Tout y est : sophistique, coq à l’âne, légitimation de contre-vérités scientifiques dans l’ombre d’un pathétique appel au pathos, etc.
Pour cette raison et pour d’autres – mais elle eût été la seule que mon avis n’en aurait pas été changé – pour cette raison plus que pour tout autre, parce que je suis un citoyen ET un chercheur. J’ai eu dès hier soir la certitude que non, définitivement non, le 22 avril 2007 n’était pas celui d’un "retour aux urnes", d’un "renouveau démocratique", d’une "défaite du Front national" mais celui d’un pays qui au XXIème siècle peut démocratiquement porter à la tête de l’état un homme qui écrit que l’on "naît pédophile". Face au mépris, face à l’indigence d’une pensée pseudo-scientifique nourrie d’ambitions que je n’ose qualifier, je prône, simplement, l’avortement électoral. Celui qui, pour chaque lendemain de second tour à venir, nous laissera au coeur un goût amer. Le goût amer de la victoire d’un enfant. L’enfant Nicolas. Un enfant nommé plus qu’élu, au nom d’une panique républicaine qu’il entretient de manière autoréférentielle et pratiquement schizophrénique. La victoire d’un enfant. Bienvenue dans la cour de récréation française. C’est terrible comme modèle de société, une cour de récréation. Heureusement qu’aux abords de cette cour, traînent encore quelques maîtres d’école : Bernard Stiegler était cette après-midi l’invité de France Inter.

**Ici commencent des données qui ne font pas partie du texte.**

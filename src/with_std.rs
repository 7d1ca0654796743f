
// Wrap std:: modules in namespace
#[allow(unused_imports)]
mod stdlib {

    pub use std::{
        cmp,
        convert,
        fmt,
        hash,
        iter,
        num,
        ops,
        str,
        string,
        vec,
    };

    pub use std::vec::Vec;

    #[cfg(test)]
    pub use std::collections::hash_map::DefaultHasher;
}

  • "Cette participation est le symptôme d’une panique. Le signe avant coureur d’un phénomène de décrochage. Décrochage politique d’abord."
  • A propos de Jean-marie Le Pen qui disparaît "au prix d’une extrême droitisation de tous les camps."
  • Le vote d’hier fût d’abord, "un mécanisme pulsionnel". "Ce n”est plus un public c’est une audience".
  • etc, etc.

A écouter de toute urgence (la dernière heure de l’émission). Et surtout à lire avant le second tour.

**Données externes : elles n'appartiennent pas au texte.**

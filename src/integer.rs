//! Arbitrary precision signed integers in a configurable numeral system
//!

use crate::*;
use crate::stdlib::cmp::Ordering;
use crate::stdlib::string::String;
use crate::stdlib::Vec;

use crate::arithmetic::addition::add_digit_slices;
use crate::arithmetic::subtraction::sub_digit_slices;
use crate::arithmetic::multiplication::multiply_digit_slices;
use crate::arithmetic::{cmp_digit_slices, complement_digits};
use crate::bigdigit::DigitVec;


/// A signed integer of unbounded size, written in a [`NumeralSystem`]
///
/// The magnitude is stored one digit per element, least significant
/// first, and never carries zeros at its most significant end. Zero is
/// the single digit `0` with [`Sign::NoSign`].
///
/// Operations combining two integers fail with
/// [`LexoRankError::SystemMismatch`] if their bases differ.
///
#[derive(Clone, PartialEq, Eq, Hash)]
pub struct BigInteger {
    system: NumeralSystem,
    sign: Sign,
    mag: DigitVec,
}

impl BigInteger {
    /// Build from raw parts, normalizing the magnitude
    pub(crate) fn from_parts(system: NumeralSystem, sign: Sign, mut mag: DigitVec) -> Self {
        debug_assert!(system.validate_digits(mag.as_slice()));
        mag.remove_significant_zeros();
        let sign = if mag.is_zero() { Sign::NoSign } else { sign };
        debug_assert!(sign != Sign::NoSign || mag.is_zero());
        BigInteger {
            system: system,
            sign: sign,
            mag: mag,
        }
    }

    /// Zero in the given numeral system
    pub fn zero(system: NumeralSystem) -> Self {
        BigInteger {
            system: system,
            sign: Sign::NoSign,
            mag: DigitVec::zero(),
        }
    }

    /// One in the given numeral system
    pub fn one(system: NumeralSystem) -> Self {
        BigInteger {
            system: system,
            sign: Sign::Plus,
            mag: DigitVec::one(),
        }
    }

    /// Parse optionally-signed digit string
    ///
    /// ```
    /// use lexorank::{BigInteger, NumeralSystem};
    ///
    /// let n = BigInteger::parse("-00z", NumeralSystem::Base36).unwrap();
    /// assert_eq!(n.format(), "-z");
    /// ```
    pub fn parse(text: &str, system: NumeralSystem) -> Result<Self, LexoRankError> {
        let (sign, body) = if let Some(rest) = text.strip_prefix(system.negative_char()) {
            (Sign::Minus, rest)
        } else if let Some(rest) = text.strip_prefix(system.positive_char()) {
            (Sign::Plus, rest)
        } else {
            (Sign::Plus, text)
        };

        if body.is_empty() {
            return Err(LexoRankError::Empty);
        }

        let mut digits = Vec::with_capacity(body.len());
        for ch in body.chars() {
            digits.push(system.to_digit(ch)?);
        }
        digits.reverse();

        Ok(Self::from_parts(system, sign, DigitVec::from_vec(digits)))
    }

    /// Canonical text: no leading zeros, `-` prefix for negative numbers
    pub fn format(&self) -> String {
        let mut buf = String::with_capacity(self.mag.len() + 1);
        if self.sign == Sign::Minus {
            buf.push(self.system.negative_char());
        }
        buf.extend(self.mag.iter_significant_first().map(|&d| self.system.to_char(d)));
        buf
    }

    pub fn system(&self) -> NumeralSystem {
        self.system
    }

    pub fn sign(&self) -> Sign {
        self.sign
    }

    /// Number of digits in the magnitude (zero has one digit)
    pub fn len(&self) -> usize {
        self.mag.len()
    }

    /// Digit at position 'index', counting from the least significant
    ///
    /// Positions beyond the magnitude read as zero.
    ///
    pub fn digit_at(&self, index: usize) -> u8 {
        self.mag.digit_at(index)
    }

    pub fn is_zero(&self) -> bool {
        self.sign == Sign::NoSign
    }

    pub fn is_one(&self) -> bool {
        self.sign == Sign::Plus && self.mag.is_one()
    }

    pub fn is_negative(&self) -> bool {
        self.sign == Sign::Minus
    }

    pub(crate) fn magnitude(&self) -> &DigitVec {
        &self.mag
    }

    /// Fail unless 'other' uses a numeral system of the same base
    pub(crate) fn check_system(&self, other: &BigInteger) -> Result<(), LexoRankError> {
        check_same_base(self.system, other.system)
    }

    /// Return the integer with opposite sign
    pub fn negate(&self) -> Self {
        BigInteger {
            system: self.system,
            sign: -self.sign,
            mag: self.mag.clone(),
        }
    }

    /// Sum of two integers
    pub fn add(&self, other: &BigInteger) -> Result<Self, LexoRankError> {
        self.check_system(other)?;
        Ok(self.add_unchecked(other))
    }

    /// Difference of two integers
    pub fn subtract(&self, other: &BigInteger) -> Result<Self, LexoRankError> {
        self.check_system(other)?;
        Ok(self.sub_unchecked(other))
    }

    /// Product of two integers
    pub fn multiply(&self, other: &BigInteger) -> Result<Self, LexoRankError> {
        self.check_system(other)?;
        Ok(self.mul_unchecked(other))
    }

    pub(crate) fn add_unchecked(&self, other: &BigInteger) -> Self {
        debug_assert_eq!(self.system.base(), other.system.base());
        match (self.sign, other.sign) {
            (Sign::NoSign, _) => other.clone(),
            (_, Sign::NoSign) => self.clone(),
            (a, b) if a == b => {
                let sum = add_digit_slices(self.mag.as_slice(), other.mag.as_slice(), self.system.base());
                Self::from_parts(self.system, a, sum)
            }
            // mixed signs: a + b == a - (-b)
            _ => self.sub_unchecked(&other.negate()),
        }
    }

    pub(crate) fn sub_unchecked(&self, other: &BigInteger) -> Self {
        debug_assert_eq!(self.system.base(), other.system.base());
        match (self.sign, other.sign) {
            (_, Sign::NoSign) => self.clone(),
            (Sign::NoSign, _) => other.negate(),
            // mixed signs: a - b == a + (-b)
            (a, b) if a != b => self.add_unchecked(&other.negate()),
            (sign, _) => {
                let radix = self.system.base();
                let (a, b) = (self.mag.as_slice(), other.mag.as_slice());
                match cmp_digit_slices(a, b) {
                    Ordering::Equal => Self::zero(self.system),
                    Ordering::Greater => Self::from_parts(self.system, sign, sub_digit_slices(a, b, radix)),
                    Ordering::Less => Self::from_parts(self.system, -sign, sub_digit_slices(b, a, radix)),
                }
            }
        }
    }

    pub(crate) fn mul_unchecked(&self, other: &BigInteger) -> Self {
        debug_assert_eq!(self.system.base(), other.system.base());
        if self.is_zero() || other.is_zero() {
            return Self::zero(self.system);
        }

        let sign = self.sign * other.sign;
        if self.mag.is_one() {
            return Self::from_parts(self.system, sign, other.mag.clone());
        }
        if other.mag.is_one() {
            return Self::from_parts(self.system, sign, self.mag.clone());
        }

        let product = multiply_digit_slices(self.mag.as_slice(), other.mag.as_slice(), self.system.base());
        Self::from_parts(self.system, sign, product)
    }

    /// Multiply by base^times
    pub fn shift_left(&self, times: usize) -> Self {
        if times == 0 || self.is_zero() {
            return self.clone();
        }
        Self::from_parts(self.system, self.sign, self.mag.shifted_left(times))
    }

    /// Divide by base^times, truncating toward zero
    ///
    /// Shifting out every digit leaves zero.
    ///
    pub fn shift_right(&self, times: usize) -> Self {
        if times == 0 {
            return self.clone();
        }
        Self::from_parts(self.system, self.sign, self.mag.shifted_right(times))
    }

    /// Digit-wise complement (base-1-d) of the magnitude, padded to 'width' digits
    ///
    /// The sign is kept. Fails if 'width' is zero or shorter than the
    /// magnitude.
    ///
    pub fn complement(&self, width: usize) -> Result<Self, LexoRankError> {
        if width == 0 || width < self.mag.len() {
            return Err(LexoRankError::InvalidWidth { width: width, digits: self.mag.len() });
        }
        let digits = complement_digits(self.mag.as_slice(), width, self.system.base());
        let sign = if self.is_zero() { Sign::Plus } else { self.sign };
        Ok(Self::from_parts(self.system, sign, DigitVec::from_vec(digits)))
    }

    /// Numeric comparison, ignoring the numeral system
    pub(crate) fn cmp_value(&self, other: &BigInteger) -> Ordering {
        match (self.sign, other.sign) {
            (a, b) if a != b => a.cmp(&b),
            (Sign::Minus, _) => cmp_digit_slices(other.mag.as_slice(), self.mag.as_slice()),
            (Sign::NoSign, _) => Ordering::Equal,
            (Sign::Plus, _) => cmp_digit_slices(self.mag.as_slice(), other.mag.as_slice()),
        }
    }
}


/// Fail unless both systems have the same base
pub(crate) fn check_same_base(left: NumeralSystem, right: NumeralSystem) -> Result<(), LexoRankError> {
    if left.base() != right.base() {
        return Err(LexoRankError::SystemMismatch { left: left.base(), right: right.base() });
    }
    Ok(())
}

**Voir aussi : Axel Kahn et Michaël Dambrun.

6 commentaires pour “Vote récréatif et lendemains qui déchantent.

  1. C’est ce qui me fait peur avec ce mec :-/ et Royal me paraît tout sauf apte à diriger. J’hésite à voter blanc -_-

  2. Loran> Aucun courage dans cette prise de position. Les gens aux côtés du DAL, de RESF et tant d’autres, eux sont courageux. Je me contente d’exprimer confortablement une inquiétude et un ras-le-bol.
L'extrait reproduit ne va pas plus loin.